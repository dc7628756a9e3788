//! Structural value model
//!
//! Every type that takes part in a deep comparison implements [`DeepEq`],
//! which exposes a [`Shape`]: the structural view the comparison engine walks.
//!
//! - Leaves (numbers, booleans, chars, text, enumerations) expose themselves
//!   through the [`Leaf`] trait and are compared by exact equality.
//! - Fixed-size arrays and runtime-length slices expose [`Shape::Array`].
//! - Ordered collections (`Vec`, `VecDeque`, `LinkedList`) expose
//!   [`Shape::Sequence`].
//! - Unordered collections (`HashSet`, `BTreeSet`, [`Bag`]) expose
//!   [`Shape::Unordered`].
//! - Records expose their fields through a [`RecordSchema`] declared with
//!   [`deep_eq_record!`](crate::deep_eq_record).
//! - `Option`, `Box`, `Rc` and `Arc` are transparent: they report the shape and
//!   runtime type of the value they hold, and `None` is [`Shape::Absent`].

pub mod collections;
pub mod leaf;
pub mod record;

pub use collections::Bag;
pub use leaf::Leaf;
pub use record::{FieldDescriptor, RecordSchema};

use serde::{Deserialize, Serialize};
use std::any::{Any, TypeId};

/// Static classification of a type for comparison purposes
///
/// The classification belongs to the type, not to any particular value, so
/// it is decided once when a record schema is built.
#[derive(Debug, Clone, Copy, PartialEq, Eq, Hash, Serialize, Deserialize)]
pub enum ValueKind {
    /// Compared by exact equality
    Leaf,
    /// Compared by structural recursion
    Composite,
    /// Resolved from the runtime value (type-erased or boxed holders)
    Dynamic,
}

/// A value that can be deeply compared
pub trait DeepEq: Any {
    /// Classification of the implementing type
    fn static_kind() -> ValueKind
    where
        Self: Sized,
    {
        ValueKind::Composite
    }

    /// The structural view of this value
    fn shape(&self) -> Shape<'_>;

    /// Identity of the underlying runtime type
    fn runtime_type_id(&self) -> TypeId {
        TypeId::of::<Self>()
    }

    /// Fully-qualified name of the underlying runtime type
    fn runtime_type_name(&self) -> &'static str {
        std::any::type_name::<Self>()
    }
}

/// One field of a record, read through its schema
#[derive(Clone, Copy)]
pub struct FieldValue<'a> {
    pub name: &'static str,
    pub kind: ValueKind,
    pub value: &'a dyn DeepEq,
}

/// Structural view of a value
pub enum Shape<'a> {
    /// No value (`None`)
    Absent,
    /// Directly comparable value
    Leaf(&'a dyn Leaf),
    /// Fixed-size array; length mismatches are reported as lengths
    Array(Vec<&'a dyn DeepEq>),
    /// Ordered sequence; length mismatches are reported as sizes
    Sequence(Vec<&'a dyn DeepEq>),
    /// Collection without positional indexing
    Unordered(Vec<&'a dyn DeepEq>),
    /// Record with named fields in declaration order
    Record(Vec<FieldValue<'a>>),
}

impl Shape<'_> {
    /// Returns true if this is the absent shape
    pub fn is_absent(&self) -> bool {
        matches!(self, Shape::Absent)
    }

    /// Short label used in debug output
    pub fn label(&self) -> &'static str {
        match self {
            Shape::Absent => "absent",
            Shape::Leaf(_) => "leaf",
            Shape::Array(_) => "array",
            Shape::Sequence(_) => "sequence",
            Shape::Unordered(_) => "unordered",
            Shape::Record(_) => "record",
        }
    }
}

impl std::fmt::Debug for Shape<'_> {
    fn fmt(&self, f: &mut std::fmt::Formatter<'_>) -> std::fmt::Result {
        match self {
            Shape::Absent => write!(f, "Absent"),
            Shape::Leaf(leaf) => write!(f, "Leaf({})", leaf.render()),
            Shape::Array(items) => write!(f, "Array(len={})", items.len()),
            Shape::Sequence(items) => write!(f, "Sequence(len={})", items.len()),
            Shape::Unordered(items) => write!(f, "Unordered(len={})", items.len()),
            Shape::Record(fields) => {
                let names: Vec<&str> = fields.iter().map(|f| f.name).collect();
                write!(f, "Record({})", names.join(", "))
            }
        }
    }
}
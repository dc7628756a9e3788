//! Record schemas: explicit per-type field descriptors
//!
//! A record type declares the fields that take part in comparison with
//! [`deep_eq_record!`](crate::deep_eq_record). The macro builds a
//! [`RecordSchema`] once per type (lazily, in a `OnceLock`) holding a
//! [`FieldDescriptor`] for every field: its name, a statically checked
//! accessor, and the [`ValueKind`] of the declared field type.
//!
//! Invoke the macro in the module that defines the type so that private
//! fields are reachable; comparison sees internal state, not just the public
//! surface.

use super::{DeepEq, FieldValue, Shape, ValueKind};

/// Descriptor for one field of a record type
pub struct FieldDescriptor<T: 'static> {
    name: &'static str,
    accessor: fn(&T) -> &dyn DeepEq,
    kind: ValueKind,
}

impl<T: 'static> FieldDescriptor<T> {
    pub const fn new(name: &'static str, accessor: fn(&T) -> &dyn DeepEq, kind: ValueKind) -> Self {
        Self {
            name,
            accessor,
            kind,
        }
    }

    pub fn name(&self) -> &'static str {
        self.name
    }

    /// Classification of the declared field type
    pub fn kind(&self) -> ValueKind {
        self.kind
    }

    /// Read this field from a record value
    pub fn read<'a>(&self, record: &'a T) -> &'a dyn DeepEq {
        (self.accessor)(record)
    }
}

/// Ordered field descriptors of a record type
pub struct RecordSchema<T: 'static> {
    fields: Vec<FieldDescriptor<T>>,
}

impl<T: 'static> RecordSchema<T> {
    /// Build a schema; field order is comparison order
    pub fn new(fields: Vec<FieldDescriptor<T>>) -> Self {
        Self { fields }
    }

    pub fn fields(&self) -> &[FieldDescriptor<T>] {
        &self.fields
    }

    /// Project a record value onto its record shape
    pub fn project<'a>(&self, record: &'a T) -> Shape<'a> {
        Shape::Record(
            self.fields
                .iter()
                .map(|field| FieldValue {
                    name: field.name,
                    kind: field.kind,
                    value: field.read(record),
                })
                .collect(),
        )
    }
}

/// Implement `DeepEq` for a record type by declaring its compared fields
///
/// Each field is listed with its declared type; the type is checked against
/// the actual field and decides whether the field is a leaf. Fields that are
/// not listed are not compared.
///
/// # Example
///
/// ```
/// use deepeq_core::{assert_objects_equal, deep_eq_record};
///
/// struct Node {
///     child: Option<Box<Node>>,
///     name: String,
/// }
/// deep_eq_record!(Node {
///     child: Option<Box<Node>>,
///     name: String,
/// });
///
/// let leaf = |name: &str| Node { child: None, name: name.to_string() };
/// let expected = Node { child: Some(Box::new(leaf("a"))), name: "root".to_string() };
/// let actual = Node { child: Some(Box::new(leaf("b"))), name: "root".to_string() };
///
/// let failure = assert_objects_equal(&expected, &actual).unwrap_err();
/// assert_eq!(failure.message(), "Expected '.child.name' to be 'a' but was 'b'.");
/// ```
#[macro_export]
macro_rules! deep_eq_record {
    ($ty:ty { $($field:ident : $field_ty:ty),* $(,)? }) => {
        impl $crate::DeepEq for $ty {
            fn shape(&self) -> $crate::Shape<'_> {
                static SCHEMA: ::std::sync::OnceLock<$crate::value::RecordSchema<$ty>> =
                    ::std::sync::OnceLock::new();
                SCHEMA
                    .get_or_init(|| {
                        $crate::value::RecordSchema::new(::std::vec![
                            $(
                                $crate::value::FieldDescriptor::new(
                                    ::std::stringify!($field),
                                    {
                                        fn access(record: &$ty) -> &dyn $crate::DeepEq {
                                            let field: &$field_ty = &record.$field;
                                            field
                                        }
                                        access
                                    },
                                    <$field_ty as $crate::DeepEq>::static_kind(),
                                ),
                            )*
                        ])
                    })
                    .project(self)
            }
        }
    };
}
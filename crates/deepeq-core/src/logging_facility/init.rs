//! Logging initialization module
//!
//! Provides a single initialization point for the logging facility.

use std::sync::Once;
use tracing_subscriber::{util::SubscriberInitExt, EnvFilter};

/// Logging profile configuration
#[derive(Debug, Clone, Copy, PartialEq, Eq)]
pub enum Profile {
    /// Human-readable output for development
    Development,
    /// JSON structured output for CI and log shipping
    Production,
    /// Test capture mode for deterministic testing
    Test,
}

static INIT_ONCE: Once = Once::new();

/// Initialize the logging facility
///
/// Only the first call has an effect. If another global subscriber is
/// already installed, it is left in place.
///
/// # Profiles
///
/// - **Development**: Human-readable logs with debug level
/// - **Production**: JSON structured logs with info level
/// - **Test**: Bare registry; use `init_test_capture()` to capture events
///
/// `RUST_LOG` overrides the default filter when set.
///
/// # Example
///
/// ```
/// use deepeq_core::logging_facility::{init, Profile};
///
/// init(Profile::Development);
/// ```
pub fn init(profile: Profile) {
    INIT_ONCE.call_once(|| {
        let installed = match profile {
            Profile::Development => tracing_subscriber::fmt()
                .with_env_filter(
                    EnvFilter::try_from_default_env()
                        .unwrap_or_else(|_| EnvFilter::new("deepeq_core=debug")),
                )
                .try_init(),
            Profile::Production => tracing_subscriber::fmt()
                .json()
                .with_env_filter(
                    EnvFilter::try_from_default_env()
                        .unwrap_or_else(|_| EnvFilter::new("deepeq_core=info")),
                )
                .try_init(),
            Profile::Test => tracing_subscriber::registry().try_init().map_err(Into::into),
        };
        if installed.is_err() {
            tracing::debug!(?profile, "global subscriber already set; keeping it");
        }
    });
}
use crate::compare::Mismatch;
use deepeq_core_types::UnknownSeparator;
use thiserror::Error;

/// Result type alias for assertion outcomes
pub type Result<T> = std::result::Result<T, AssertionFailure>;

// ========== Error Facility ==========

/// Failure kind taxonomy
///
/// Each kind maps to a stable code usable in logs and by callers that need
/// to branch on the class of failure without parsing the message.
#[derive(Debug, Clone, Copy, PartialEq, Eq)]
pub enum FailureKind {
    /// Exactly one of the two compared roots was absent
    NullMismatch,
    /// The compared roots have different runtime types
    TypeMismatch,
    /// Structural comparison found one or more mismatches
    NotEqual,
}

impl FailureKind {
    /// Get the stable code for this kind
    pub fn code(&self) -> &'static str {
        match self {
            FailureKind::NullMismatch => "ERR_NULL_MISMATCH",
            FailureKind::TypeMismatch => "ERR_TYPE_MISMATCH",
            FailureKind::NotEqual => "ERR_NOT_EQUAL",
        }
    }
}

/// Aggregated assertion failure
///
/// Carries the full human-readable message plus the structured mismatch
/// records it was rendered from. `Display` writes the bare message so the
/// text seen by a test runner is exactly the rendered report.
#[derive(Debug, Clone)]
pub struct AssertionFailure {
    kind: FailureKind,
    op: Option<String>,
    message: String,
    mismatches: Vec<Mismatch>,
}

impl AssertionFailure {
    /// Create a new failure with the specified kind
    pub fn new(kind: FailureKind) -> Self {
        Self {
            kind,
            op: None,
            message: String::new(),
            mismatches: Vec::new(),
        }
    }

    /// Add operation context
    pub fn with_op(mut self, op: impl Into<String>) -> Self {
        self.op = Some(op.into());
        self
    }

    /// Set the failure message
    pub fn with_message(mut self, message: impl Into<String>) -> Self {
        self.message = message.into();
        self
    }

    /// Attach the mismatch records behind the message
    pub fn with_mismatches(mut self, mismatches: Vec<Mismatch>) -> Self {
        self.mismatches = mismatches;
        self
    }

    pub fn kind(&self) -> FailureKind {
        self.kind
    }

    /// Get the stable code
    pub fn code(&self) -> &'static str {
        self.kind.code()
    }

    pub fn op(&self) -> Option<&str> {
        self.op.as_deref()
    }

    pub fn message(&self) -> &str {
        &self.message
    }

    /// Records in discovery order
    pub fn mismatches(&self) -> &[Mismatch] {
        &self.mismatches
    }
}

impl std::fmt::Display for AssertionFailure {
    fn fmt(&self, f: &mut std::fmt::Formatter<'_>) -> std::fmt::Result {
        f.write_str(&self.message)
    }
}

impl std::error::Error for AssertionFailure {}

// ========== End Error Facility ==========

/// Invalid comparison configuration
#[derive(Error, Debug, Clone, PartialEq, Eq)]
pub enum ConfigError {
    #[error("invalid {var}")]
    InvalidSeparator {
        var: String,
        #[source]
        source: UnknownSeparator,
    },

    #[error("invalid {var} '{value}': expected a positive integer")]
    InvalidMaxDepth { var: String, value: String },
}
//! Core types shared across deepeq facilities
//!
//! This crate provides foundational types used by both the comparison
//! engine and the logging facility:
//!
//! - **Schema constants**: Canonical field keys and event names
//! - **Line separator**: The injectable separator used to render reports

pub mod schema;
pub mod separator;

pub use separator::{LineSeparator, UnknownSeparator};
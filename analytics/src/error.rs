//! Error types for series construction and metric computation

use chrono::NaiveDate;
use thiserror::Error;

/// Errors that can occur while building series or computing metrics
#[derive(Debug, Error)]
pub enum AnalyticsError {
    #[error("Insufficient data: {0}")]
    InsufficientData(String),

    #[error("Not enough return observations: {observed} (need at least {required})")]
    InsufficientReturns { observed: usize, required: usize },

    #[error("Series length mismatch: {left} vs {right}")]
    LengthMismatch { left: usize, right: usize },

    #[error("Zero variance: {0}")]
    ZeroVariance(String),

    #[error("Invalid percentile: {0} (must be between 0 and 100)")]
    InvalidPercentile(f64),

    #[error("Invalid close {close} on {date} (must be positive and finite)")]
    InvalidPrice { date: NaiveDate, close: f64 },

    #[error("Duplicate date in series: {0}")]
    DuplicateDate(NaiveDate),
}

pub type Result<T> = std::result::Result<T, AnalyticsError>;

Assigned task:
Retype the entries exactly from the first line, stopping after the line with "Identity of the underlying runtime type".

Response area:
repository dc7628756a9e3788
//! Structural value model
//!
//! Every type that takes part in a deep comparison implements [`DeepEq`],
//! which exposes a [`Shape`]: the structural view the comparison engine walks.
//!
//! - Leaves (numbers, booleans, chars, text, enumerations) expose themselves
//!   through the [`Leaf`] trait and are compared by exact equality.
//! - Fixed-size arrays and runtime-length slices expose [`Shape::Array`].
//! - Ordered collections (`Vec`, `VecDeque`, `LinkedList`) expose
//!   [`Shape::Sequence`].
//! - Unordered collections (`HashSet`, `BTreeSet`, [`Bag`]) expose
//!   [`Shape::Unordered`].
//! - Records expose their fields through a [`RecordSchema`] declared with
//!   [`deep_eq_record!`](crate::deep_eq_record).
//! - `Option`, `Box`, `Rc` and `Arc` are transparent: they report the shape and
//!   runtime type of the value they hold, and `None` is [`Shape::Absent`].

pub mod collections;
pub mod leaf;
pub mod record;

pub use collections::Bag;
pub use leaf::Leaf;
pub use record::{FieldDescriptor, RecordSchema};

use serde::{Deserialize, Serialize};
use std::any::{Any, TypeId};

/// Static classification of a type for comparison purposes
///
/// The classification belongs to the type, not to any particular value, so
/// it is decided once when a record schema is built.
#[derive(Debug, Clone, Copy, PartialEq, Eq, Hash, Serialize, Deserialize)]
pub enum ValueKind {
    /// Compared by exact equality
    Leaf,
    /// Compared by structural recursion
    Composite,
    /// Resolved from the runtime value (type-erased or boxed holders)
    Dynamic,
}

/// A value that can be deeply compared
pub trait DeepEq: Any {
    /// Classification of the implementing type
    fn static_kind() -> ValueKind
    where
        Self: Sized,
    {
        ValueKind::Composite
    }

    /// The structural view of this value
    fn shape(&self) -> Shape<'_>;

    /// Identity of the underlying runtime type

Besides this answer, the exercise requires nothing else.